FHE-Coder: Benchmarking Secure Agentic Code Generation for Fully Homomorphic Encryption
Abstract
Fully Homomorphic Encryption (FHE) is a foundational technology for confidential computing, yet its practical adoption remains limited by the need for specialized cryptographic expertise and error-prone parameter configuration. To lower this barrier, we investigate whether Large Language Model (LLM) agents can reliably generate secure FHE code from natural-language specifications. We present FHE-Coder, a three-phase agentic framework that addresses the key failure modes of FHE code generation: semantic ambiguity, API misuse, and cryptographic insecurity. The framework integrates (1) a Prompt Formalizer that structures user intent and enforces secure parameterization, (2) a specialized retrieval-augmented generation (RAG) module that supplies scheme-specific API and documentation knowledge, and (3) an automated Security Verifier that performs iterative validation and feedback to detect and correct cryptographic flaws. We evaluate FHE-Coder across four leading LLMs on a benchmark of ten FHE programming tasks spanning increasing functional and security complexity.

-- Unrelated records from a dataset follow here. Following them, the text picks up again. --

// Copyright Amazon.com, Inc. or its affiliates. All Rights Reserved.
// SPDX-License-Identifier: Apache-2.0

use quilt_quic_core::time::Duration;

/// Per-connection tuning, fixed at construction time.
///
/// Every field that used to be a global flag in older stacks lives here
/// instead.
#[derive(Clone, Debug)]
pub struct Config {
    /// Close the connection after this long without any received packet
    pub idle_network_timeout: Duration,

    /// Bound on the total handshake duration; `None` waits forever
    pub handshake_timeout: Option<Duration>,

    /// Keep-alive ping interval while the session wants the connection
    /// alive
    pub keep_alive_timeout: Duration,

    /// First deadline for a retransmittable-on-wire ping; `None` disables
    /// the probe
    pub initial_retransmittable_on_wire_timeout: Option<Duration>,

    /// Stop probing after this many consecutive retransmittable-on-wire
    /// pings; `None` never stops
    pub max_retransmittable_on_wire_count: Option<u64>,

    /// Probes beyond this count back off exponentially
    pub max_aggressive_retransmittable_on_wire_count: u64,

    /// Ack ranges retained per packet number space
    pub max_ack_ranges: usize,

    /// Received packets before ack decimation takes effect
    pub min_received_before_ack_decimation: u64,

    /// Send an ack after every Nth ack-eliciting packet
    pub ack_frequency: u64,

    /// Local bound on any ack delay
    pub local_max_ack_delay: Duration,

    /// Use `min_rtt / 4` as the ack delay once decimation is active
    pub ack_decimation_enabled: bool,

    /// Attach receive timestamps to outgoing acks
    pub receive_timestamps_enabled: bool,
    pub receive_timestamps_exponent: u8,
    pub max_receive_timestamps_per_ack: usize,

    /// Bytes a server may send to an unvalidated peer, as a multiple of
    /// bytes received from it
    pub anti_amplification_factor: u64,

    /// The largest datagram the connection emits
    pub max_packet_length: u16,

    /// Undecryptable packets buffered while keys are pending
    pub max_undecryptable_packets: usize,

    /// Sent packets tracked before the connection gives up
    pub max_outstanding_packets: usize,

    /// Connection IDs issued to the peer
    pub active_connection_id_limit: u64,

    /// Allow 1-RTT key updates after handshake confirmation
    pub support_key_update: bool,

    /// Probe the alternative path this often; `None` disables multi-port
    pub multi_port_probing_interval: Option<Duration>,

    /// Ignore RETRY packets entirely
    pub drop_incoming_retry_packets: bool,

    /// The first packet number used in every space; must be non-zero
    pub initial_packet_number: u64,

    /// RTT assumed before any sample exists; also bounds path validation
    /// backoff
    pub initial_rtt: Duration,

    /// Consecutive retransmission timeouts before the connection declares
    /// a blackhole
    pub blackhole_threshold: u64,
}

impl Default for Config {
    fn default() -> Self {
        Self {
            idle_network_timeout: Duration::from_secs(30),
            handshake_timeout: None,
            keep_alive_timeout: Duration::from_secs(15),
            initial_retransmittable_on_wire_timeout: None,
            max_retransmittable_on_wire_count: None,
            max_aggressive_retransmittable_on_wire_count: 5,
            max_ack_ranges: 256,
            min_received_before_ack_decimation: 100,
            ack_frequency: 2,
            local_max_ack_delay: Duration::from_millis(25),
            ack_decimation_enabled: false,
            receive_timestamps_enabled: false,
            receive_timestamps_exponent: 0,
            max_receive_timestamps_per_ack: 32,
            anti_amplification_factor: 3,
            max_packet_length: 1452,
            max_undecryptable_packets: 10,
            max_outstanding_packets: 10_000,
            active_connection_id_limit: 2,
            support_key_update: true,
            multi_port_probing_interval: None,
            drop_incoming_retry_packets: false,
            initial_packet_number: 1,
            initial_rtt: Duration::from_millis(100),
            blackhole_threshold: 5,
        }
    }
}

impl Config {
    pub fn ack_settings(&self) -> crate::ack::AckSettings {
        crate::ack::AckSettings {
            max_ack_ranges: self.max_ack_ranges,
            packet_tolerance: self.ack_frequency,
            max_ack_delay: self.local_max_ack_delay,
            local_max_ack_delay: self.local_max_ack_delay,
            min_received_before_ack_decimation: self.min_received_before_ack_decimation,
            decimation_enabled: self.ack_decimation_enabled,
            ignore_order: false,
            receive_timestamps_enabled: self.receive_timestamps_enabled,
            receive_timestamps_exponent: self.receive_timestamps_exponent,
            max_receive_timestamps_per_ack: self.max_receive_timestamps_per_ack,
        }
    }
}
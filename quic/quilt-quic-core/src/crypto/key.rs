// Copyright Amazon.com, Inc. or its affiliates. All Rights Reserved.
// SPDX-License-Identifier: Apache-2.0

use crate::crypto::{header_protection::HeaderKey, Error};

/// A key capable of encrypting and decrypting packet payloads in place.
///
/// Implementations derive the nonce from the packet number and use the
/// packet header as associated data.
pub trait Key: Send {
    /// Decrypts `payload` in place.
    ///
    /// `payload` includes the AEAD tag in its final `tag_len` bytes; on
    /// success the leading `payload.len() - tag_len()` bytes hold the
    /// cleartext.
    fn decrypt(&self, packet_number: u64, header: &[u8], payload: &mut [u8]) -> Result<(), Error>;

    /// Encrypts `payload` in place.
    ///
    /// The final `tag_len` bytes of `payload` are reserved for the AEAD
    /// tag and their input contents are ignored.
    fn encrypt(&self, packet_number: u64, header: &[u8], payload: &mut [u8]) -> Result<(), Error>;

    /// Returns the length of the AEAD tag appended to each payload
    fn tag_len(&self) -> usize;
}

/// The full set of capabilities required to protect or unprotect a packet
/// at one encryption level.
pub trait PacketKey: Key + HeaderKey {}

impl<K: Key + HeaderKey> PacketKey for K {}

impl HeaderKey for alloc::boxed::Box<dyn PacketKey> {
    #[inline]
    fn opening_header_protection_mask(
        &self,
        sample: &[u8],
    ) -> crate::crypto::HeaderProtectionMask {
        (**self).opening_header_protection_mask(sample)
    }

    #[inline]
    fn opening_sample_len(&self) -> usize {
        (**self).opening_sample_len()
    }

    #[inline]
    fn sealing_header_protection_mask(
        &self,
        sample: &[u8],
    ) -> crate::crypto::HeaderProtectionMask {
        (**self).sealing_header_protection_mask(sample)
    }

    #[inline]
    fn sealing_sample_len(&self) -> usize {
        (**self).sealing_sample_len()
    }
}

impl Key for alloc::boxed::Box<dyn PacketKey> {
    #[inline]
    fn decrypt(&self, packet_number: u64, header: &[u8], payload: &mut [u8]) -> Result<(), Error> {
        (**self).decrypt(packet_number, header, payload)
    }

    #[inline]
    fn encrypt(&self, packet_number: u64, header: &[u8], payload: &mut [u8]) -> Result<(), Error> {
        (**self).encrypt(packet_number, header, payload)
    }

    #[inline]
    fn tag_len(&self) -> usize {
        (**self).tag_len()
    }
}
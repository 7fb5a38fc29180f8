// Copyright Amazon.com, Inc. or its affiliates. All Rights Reserved.
// SPDX-License-Identifier: Apache-2.0

//! Connection IDs the peer has issued to this endpoint.

use crate::interval_set::IntervalSet;
use alloc::vec::Vec;
use quilt_quic_core::{
    connection::{self, ConnectionId},
    frame,
    stateless_reset,
};

#[derive(Clone, Debug)]
struct PeerId {
    id: ConnectionId,
    sequence_number: u64,
    token: Option<stateless_reset::Token>,
    in_use: bool,
}

/// Tracks active, unused, and to-be-retired peer connection IDs
#[derive(Debug)]
pub struct PeerIdRegistry {
    ids: Vec<PeerId>,
    /// Sequence numbers seen so far, for duplicate rejection
    seen_sequences: IntervalSet,
    retire_prior_to: u64,
    /// RETIRE_CONNECTION_ID frames waiting to be sent back
    pending_retirement_frames: Vec<u64>,
    active_limit: u64,
}

impl PeerIdRegistry {
    /// Seeds the registry with the peer's handshake connection ID at
    /// sequence 0
    pub fn new(initial_id: ConnectionId, active_limit: u64) -> Self {
        let mut seen_sequences = IntervalSet::new();
        let _ = seen_sequences.insert_value(0);

        Self {
            ids: alloc::vec![PeerId {
                id: initial_id,
                sequence_number: 0,
                token: None,
                in_use: true,
            }],
            seen_sequences,
            retire_prior_to: 0,
            pending_retirement_frames: Vec::new(),
            active_limit: active_limit.max(1),
        }
    }

    /// The server's handshake response carries the token for sequence 0
    /// in its transport parameters
    pub fn set_initial_stateless_reset_token(&mut self, token: stateless_reset::Token) {
        if let Some(id) = self
            .ids
            .iter_mut()
            .find(|peer_id| peer_id.sequence_number == 0)
        {
            id.token = Some(token);
        }
    }

    /// Handles NEW_CONNECTION_ID. Duplicates are ignored; ids below the
    /// frame's `retire_prior_to` are queued for retirement.
    pub fn on_new_connection_id(
        &mut self,
        frame: &frame::NewConnectionId,
    ) -> Result<(), connection::Error> {
        let sequence_number = frame.sequence_number.as_u64();

        if self.seen_sequences.contains(sequence_number) {
            // a retransmission; already tracked or already retired
            return Ok(());
        }
        let _ = self.seen_sequences.insert_value(sequence_number);

        if sequence_number < self.retire_prior_to {
            // arrived after a newer frame already retired it
            self.pending_retirement_frames.push(sequence_number);
            return Ok(());
        }

        self.ids.push(PeerId {
            id: frame.connection_id,
            sequence_number,
            token: Some(frame.stateless_reset_token),
            in_use: false,
        });

        let retire_prior_to = frame.retire_prior_to.as_u64();
        if retire_prior_to > self.retire_prior_to {
            self.retire_prior_to = retire_prior_to;
            let mut index = 0;
            while index < self.ids.len() {
                if self.ids[index].sequence_number < retire_prior_to {
                    let retired = self.ids.remove(index);
                    self.pending_retirement_frames.push(retired.sequence_number);
                } else {
                    index += 1;
                }
            }
        }

        //= https://www.rfc-editor.org/rfc/rfc9000#section-5.1.1
        //# After processing a NEW_CONNECTION_ID frame and adding and retiring
        //# active connection IDs, if the number of active connection IDs
        //# exceeds the value advertised in its active_connection_id_limit
        //# transport parameter, an endpoint MUST close the connection with an
        //# error of type CONNECTION_ID_LIMIT_ERROR.
        if self.ids.len() as u64 > self.active_limit {
            return Err(connection::Error::InvalidFrameData(
                "active connection id limit exceeded",
            ));
        }

        Ok(())
    }

    /// Swaps an id in place when still tracked; returns true on success
    pub fn replace_connection_id(
        &mut self,
        old_id: &ConnectionId,
        new_id: ConnectionId,
    ) -> bool {
        if let Some(peer_id) = self.ids.iter_mut().find(|peer_id| peer_id.id == *old_id) {
            peer_id.id = new_id;
            true
        } else {
            false
        }
    }

    /// Drains the RETIRE_CONNECTION_ID sequence numbers that still need
    /// to go out
    pub fn pending_retirements(&mut self) -> Vec<u64> {
        core::mem::take(&mut self.pending_retirement_frames)
    }

    pub fn has_pending_retirements(&self) -> bool {
        !self.pending_retirement_frames.is_empty()
    }

    /// The id currently used to address the peer
    pub fn active_id(&self) -> Option<&ConnectionId> {
        self.ids
            .iter()
            .find(|peer_id| peer_id.in_use)
            .map(|peer_id| &peer_id.id)
    }

    /// Claims an id not yet used on any path, e.g. for a new path during
    /// migration
    pub fn claim_unused_id(&mut self) -> Option<(ConnectionId, Option<stateless_reset::Token>)> {
        let peer_id = self.ids.iter_mut().find(|peer_id| !peer_id.in_use)?;
        peer_id.in_use = true;
        Some((peer_id.id, peer_id.token))
    }

    /// Every stateless reset token associated with a tracked id
    pub fn reset_tokens(&self) -> Vec<stateless_reset::Token> {
        self.ids.iter().filter_map(|peer_id| peer_id.token).collect()
    }

    pub fn active_len(&self) -> usize {
        self.ids.len()
    }
}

While baseline agents frequently produce code that compiles and passes functional tests, they often violate security constraints or misuse cryptographic parameters. In contrast, FHE-Coder consistently generates solutions that are compilable, functionally correct, and verifiably secure across schemes including TFHE and CKKS. Our work establishes a systematic methodology and benchmark for agentic FHE code generation, providing a practical step toward democratizing secure computation without compromising cryptographic guarantees.